- DATA PROVIDED -

◆ ◆ ◆

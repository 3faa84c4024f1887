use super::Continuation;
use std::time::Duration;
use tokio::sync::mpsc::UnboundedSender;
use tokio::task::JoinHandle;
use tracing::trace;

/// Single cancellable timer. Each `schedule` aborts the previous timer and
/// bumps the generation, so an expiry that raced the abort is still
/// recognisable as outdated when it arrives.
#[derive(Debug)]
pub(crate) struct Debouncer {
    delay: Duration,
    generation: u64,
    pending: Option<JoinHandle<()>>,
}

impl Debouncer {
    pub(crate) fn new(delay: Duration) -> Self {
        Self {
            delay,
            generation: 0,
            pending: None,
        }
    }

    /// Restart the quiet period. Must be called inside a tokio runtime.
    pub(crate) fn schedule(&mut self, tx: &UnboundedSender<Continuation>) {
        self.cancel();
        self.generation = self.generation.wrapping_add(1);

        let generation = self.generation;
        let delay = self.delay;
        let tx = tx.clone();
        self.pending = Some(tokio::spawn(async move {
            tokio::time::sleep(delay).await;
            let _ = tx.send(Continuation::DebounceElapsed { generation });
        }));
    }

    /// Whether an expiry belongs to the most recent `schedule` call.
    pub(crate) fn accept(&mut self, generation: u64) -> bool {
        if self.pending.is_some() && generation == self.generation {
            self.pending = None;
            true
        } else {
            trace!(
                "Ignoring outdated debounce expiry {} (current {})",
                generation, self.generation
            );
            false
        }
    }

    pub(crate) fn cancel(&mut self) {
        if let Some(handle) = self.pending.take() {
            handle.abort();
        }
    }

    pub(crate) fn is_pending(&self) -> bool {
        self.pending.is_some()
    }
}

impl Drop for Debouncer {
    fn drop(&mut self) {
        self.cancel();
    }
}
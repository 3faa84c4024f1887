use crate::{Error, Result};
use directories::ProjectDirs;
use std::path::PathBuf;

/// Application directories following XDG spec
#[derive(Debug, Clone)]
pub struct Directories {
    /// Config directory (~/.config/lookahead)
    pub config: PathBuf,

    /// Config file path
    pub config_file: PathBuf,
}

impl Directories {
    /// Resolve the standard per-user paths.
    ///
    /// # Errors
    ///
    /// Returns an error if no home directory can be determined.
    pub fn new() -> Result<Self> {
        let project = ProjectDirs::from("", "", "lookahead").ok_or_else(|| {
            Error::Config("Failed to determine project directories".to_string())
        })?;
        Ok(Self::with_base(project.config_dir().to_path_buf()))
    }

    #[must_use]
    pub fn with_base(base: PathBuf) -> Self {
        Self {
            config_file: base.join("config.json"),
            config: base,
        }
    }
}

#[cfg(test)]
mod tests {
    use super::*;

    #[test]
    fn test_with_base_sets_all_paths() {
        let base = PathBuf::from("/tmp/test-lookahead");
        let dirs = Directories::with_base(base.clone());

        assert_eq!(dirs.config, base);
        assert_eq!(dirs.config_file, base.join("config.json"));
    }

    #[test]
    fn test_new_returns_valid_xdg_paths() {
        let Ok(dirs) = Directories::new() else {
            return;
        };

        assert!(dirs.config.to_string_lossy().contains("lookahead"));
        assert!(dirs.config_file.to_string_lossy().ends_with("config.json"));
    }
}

◆ ◆ ◆

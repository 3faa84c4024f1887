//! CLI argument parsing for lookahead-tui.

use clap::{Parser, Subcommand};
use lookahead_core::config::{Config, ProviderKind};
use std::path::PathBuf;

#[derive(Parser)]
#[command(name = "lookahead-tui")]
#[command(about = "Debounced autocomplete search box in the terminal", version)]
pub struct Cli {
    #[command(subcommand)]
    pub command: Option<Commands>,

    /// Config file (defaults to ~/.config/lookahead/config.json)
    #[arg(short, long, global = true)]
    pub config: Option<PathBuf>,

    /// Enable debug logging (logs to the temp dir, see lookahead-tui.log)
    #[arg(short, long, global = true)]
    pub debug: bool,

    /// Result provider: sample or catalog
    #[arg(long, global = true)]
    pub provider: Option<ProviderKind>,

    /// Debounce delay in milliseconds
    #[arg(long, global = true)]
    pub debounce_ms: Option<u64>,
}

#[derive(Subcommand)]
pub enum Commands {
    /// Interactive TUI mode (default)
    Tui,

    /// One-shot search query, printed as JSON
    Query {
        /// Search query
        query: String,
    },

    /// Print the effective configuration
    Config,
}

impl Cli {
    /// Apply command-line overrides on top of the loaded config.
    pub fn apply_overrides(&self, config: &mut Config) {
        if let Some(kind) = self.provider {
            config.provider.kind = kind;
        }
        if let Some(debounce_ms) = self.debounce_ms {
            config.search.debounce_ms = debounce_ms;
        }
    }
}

◆ ◆ ◆

- ACTIVITY -
Using the listing above, show every line that includes the string "ProjectDirs".

- WRITTEN RESPONSE -
use directories::ProjectDirs;
        let project = ProjectDirs::from("", "", "lookahead").ok_or_else(|| {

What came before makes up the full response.